The unjust and brutal murder of George Floyd has laid bare the injustices prevalent within our society, and have led to ongoing, passionate protests that hopefully and irrevocably change us for the better. The movement has stretched beyond the neighbourhood of Powderhorn Park, the city of Minneapolis and the state of Minnesota, in part due to the unfortunately familiar narrative of racial injustice, police brutality and general disregard for the voices and lives of black people.
These events have forced us as a company and a collection of diverse artistic voices to re-evaluate and refocus our attention on the core values of who we are and our responsibility to the wider sector. When describing Phoenix Dance Theatre, we purposefully and with great pride announce our founders as being “three black British men from Harehills, Leeds”. Our longstanding history representing equality and diversity is formed from this initial foundation. Therefore it is with the utmost importance that we do not shy away from where we began, especially as we look to the future as we approach our 40th anniversary.
In this moment of great unrest, it is encouraging to see long overdue conversations finally taking place. But with that often comes the opportunity for some to take advantage of this situation and to see it as a chance to speak on social issues as nothing more than a calculated decision. Racism is happening all around us so we need to take a stand. Reach out to those in your lives who are marginalised and call out racism, sign petitions and write to political leaders. Most importantly donate to charities. This isn’t a moment for black people to tell you why you should be angry and why silence is compliance. This is an opportunity for change, it’s uncomfortable , but we should feel uncomfortable about it.

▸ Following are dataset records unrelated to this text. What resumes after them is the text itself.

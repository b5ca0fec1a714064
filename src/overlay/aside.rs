// SPDX-License-Identifier: MPL-2.0
//! The `<aside>` side panel.

use super::completion::{self, Completion, Resolver};
use super::{TimerAction, TimerKey, Timers};
use crate::domain::ui::TransitionDuration;

/// Open/close state of the aside panel.
#[derive(Debug, Clone, PartialEq, Eq)]
pub struct AsidePanel {
    hidden: bool,
    opened: bool,
    closing: bool,
}

impl Default for AsidePanel {
    fn default() -> Self {
        Self {
            hidden: true,
            opened: false,
            closing: false,
        }
    }
}

impl AsidePanel {
    #[must_use]
    pub fn new() -> Self {
        Self::default()
    }

    #[must_use]
    pub fn is_hidden(&self) -> bool {
        self.hidden
    }

    #[must_use]
    pub fn is_opened(&self) -> bool {
        self.opened
    }

    #[must_use]
    pub fn is_closing(&self) -> bool {
        self.closing
    }

    pub(crate) fn open(&mut self, timers: &mut Timers, duration: TransitionDuration) -> Completion<()> {
        self.hidden = false;
        self.opened = true;
        self.closing = false;
        tracing::debug!("aside opening");

        let (done, completion) = completion::pair();
        timers.schedule(TimerKey::Aside, duration.as_duration(), TimerAction::AsideOpened(done));
        completion
    }

    pub(crate) fn close(&mut self, timers: &mut Timers, duration: TransitionDuration) -> Completion<()> {
        self.closing = true;
        tracing::debug!("aside closing");

        let (done, completion) = completion::pair();
        timers.schedule(TimerKey::Aside, duration.as_duration(), TimerAction::AsideClosed(done));
        completion
    }

    pub(crate) fn settle_opened(done: Resolver<()>) {
        tracing::trace!("aside open");
        done.resolve(());
    }

    pub(crate) fn settle_closed(&mut self, done: Resolver<()>) {
        self.opened = false;
        self.closing = false;
        self.hidden = true;
        tracing::trace!("aside closed");
        done.resolve(());
    }
}
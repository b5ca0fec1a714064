// SPDX-License-Identifier: MPL-2.0
//! Centralized default values for all configuration constants.
//!
//! Bounds live with the newtypes in [`crate::domain::ui::newtypes`]; this
//! module only holds the values written to a fresh `settings.toml`.

use crate::domain::ui::newtypes::{breakpoint_bounds, toast_bounds, transition_bounds};

// ==========================================================================
// Toast Defaults
// ==========================================================================

/// Seconds a toast stays fully visible.
pub const DEFAULT_TOAST_TIMEOUT_SECS: f32 = toast_bounds::DEFAULT_SECS;

// ==========================================================================
// Transition Defaults
// ==========================================================================

/// Menu show/hide transition, in seconds.
pub const DEFAULT_MENU_DURATION_SECS: f32 = transition_bounds::DEFAULT_SECS;

/// Dialog open/close transition, in seconds.
pub const DEFAULT_DIALOG_DURATION_SECS: f32 = transition_bounds::DEFAULT_SECS;

/// Backdrop fade-out, in milliseconds.
pub const DEFAULT_BACKDROP_FADE_MS: u32 = 300;

/// Menu transition used when the backdrop is clicked, in seconds.
pub const DEFAULT_BACKDROP_CLICK_DURATION_SECS: f32 = 0.5;

/// Aside panel open/close, in milliseconds.
pub const DEFAULT_ASIDE_DURATION_MS: u32 = 300;

// ==========================================================================
// Layout Defaults
// ==========================================================================

/// Widths at or below this many pixels use the narrow layout.
pub const DEFAULT_BREAKPOINT_PX: u32 = breakpoint_bounds::DEFAULT_PX;
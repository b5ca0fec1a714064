// SPDX-License-Identifier: MPL-2.0
//! Validated timings and labels the overlay runs with.

use super::dialog::DefaultLabels;
use crate::config::{self, Config};
use crate::domain::ui::{Breakpoint, ToastTimeout, TransitionDuration};
use crate::i18n::I18n;

/// Runtime settings, clamped into their newtypes.
#[derive(Debug, Clone, PartialEq)]
pub struct OverlaySettings {
    pub toast_timeout: ToastTimeout,
    pub menu_duration: TransitionDuration,
    pub dialog_duration: TransitionDuration,
    pub backdrop_fade: TransitionDuration,
    pub backdrop_click_duration: TransitionDuration,
    pub aside_duration: TransitionDuration,
    pub breakpoint: Breakpoint,
    pub dialog_labels: DefaultLabels,
}

impl Default for OverlaySettings {
    fn default() -> Self {
        Self {
            toast_timeout: ToastTimeout::default(),
            menu_duration: TransitionDuration::from_secs(config::DEFAULT_MENU_DURATION_SECS),
            dialog_duration: TransitionDuration::from_secs(config::DEFAULT_DIALOG_DURATION_SECS),
            backdrop_fade: TransitionDuration::from_millis(config::DEFAULT_BACKDROP_FADE_MS),
            backdrop_click_duration: TransitionDuration::from_secs(
                config::DEFAULT_BACKDROP_CLICK_DURATION_SECS,
            ),
            aside_duration: TransitionDuration::from_millis(config::DEFAULT_ASIDE_DURATION_MS),
            breakpoint: Breakpoint::default(),
            dialog_labels: DefaultLabels::default(),
        }
    }
}

impl OverlaySettings {
    /// Builds settings from a loaded config, clamping out-of-range values.
    #[must_use]
    pub fn from_config(config: &Config, i18n: &I18n) -> Self {
        let defaults = Self::default();
        Self {
            toast_timeout: config
                .toast
                .timeout_secs
                .map_or(defaults.toast_timeout, ToastTimeout::from_secs),
            menu_duration: config
                .menu
                .duration_secs
                .map_or(defaults.menu_duration, TransitionDuration::from_secs),
            dialog_duration: config
                .dialog
                .duration_secs
                .map_or(defaults.dialog_duration, TransitionDuration::from_secs),
            backdrop_fade: config
                .backdrop
                .fade_ms
                .map_or(defaults.backdrop_fade, TransitionDuration::from_millis),
            backdrop_click_duration: config
                .backdrop
                .click_duration_secs
                .map_or(defaults.backdrop_click_duration, TransitionDuration::from_secs),
            aside_duration: config
                .aside
                .duration_ms
                .map_or(defaults.aside_duration, TransitionDuration::from_millis),
            breakpoint: config
                .layout
                .breakpoint_px
                .map_or(defaults.breakpoint, Breakpoint::new),
            dialog_labels: DefaultLabels {
                confirm: i18n.tr("dialog-confirm"),
                cancel: i18n.tr("dialog-cancel"),
            },
        }
    }
}

#[cfg(test)]
mod tests {
    use super::*;
    use crate::domain::ui::newtypes::{breakpoint_bounds, toast_bounds, transition_bounds};

    #[test]
    fn default_config_matches_default_settings() {
        let i18n = I18n::new(Some("en-US".to_string()), &Config::default());
        let settings = OverlaySettings::from_config(&Config::default(), &i18n);
        assert_eq!(settings, OverlaySettings::default());
    }

    #[test]
    fn out_of_range_values_are_clamped() {
        let mut config = Config::default();
        config.toast.timeout_secs = Some(-3.0);
        config.menu.duration_secs = Some(99.0);
        config.layout.breakpoint_px = Some(10);

        let settings = OverlaySettings::from_config(&config, &I18n::default());
        assert_eq!(settings.toast_timeout.secs(), toast_bounds::MIN_SECS);
        assert_eq!(settings.menu_duration.secs(), transition_bounds::MAX_SECS);
        assert_eq!(settings.breakpoint.px(), breakpoint_bounds::MIN_PX);
    }

    #[test]
    fn dialog_labels_follow_locale() {
        let i18n = I18n::new(Some("fr".to_string()), &Config::default());
        let settings = OverlaySettings::from_config(&Config::default(), &i18n);
        assert_eq!(settings.dialog_labels.cancel, "Annuler");
    }

    #[test]
    fn empty_sections_fall_back_to_defaults() {
        let mut config = Config::default();
        config.aside.duration_ms = None;
        config.backdrop.fade_ms = None;

        let settings = OverlaySettings::from_config(&config, &I18n::default());
        assert_eq!(settings.aside_duration, TransitionDuration::from_millis(300));
        assert_eq!(settings.backdrop_fade, TransitionDuration::from_millis(300));
    }
}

Black British Culture is a force to be reckoned with, and our organisation alongside our colleagues and friends in the industry, have the power to provide a platform for cultural discussions to define and best represent OUR black voices and identities. We must champion for the support to break through the glass ceilings that are above every person of colour in this industry. This is not only for the greater good of black and brown people in this industry, but also for the betterment of the wider sector. With more prominent, fresh and diverse voices, our storytelling as an artform can only grow.
We know that like many other dance companies and organisations, we need to work harder to fight the structural racism which inherently exists in our society and which, sadly, is deeply entrenched in our sector and beyond. We know that we as an organisation have a part to play in ensuring that this painful moment brings about real and permanent change.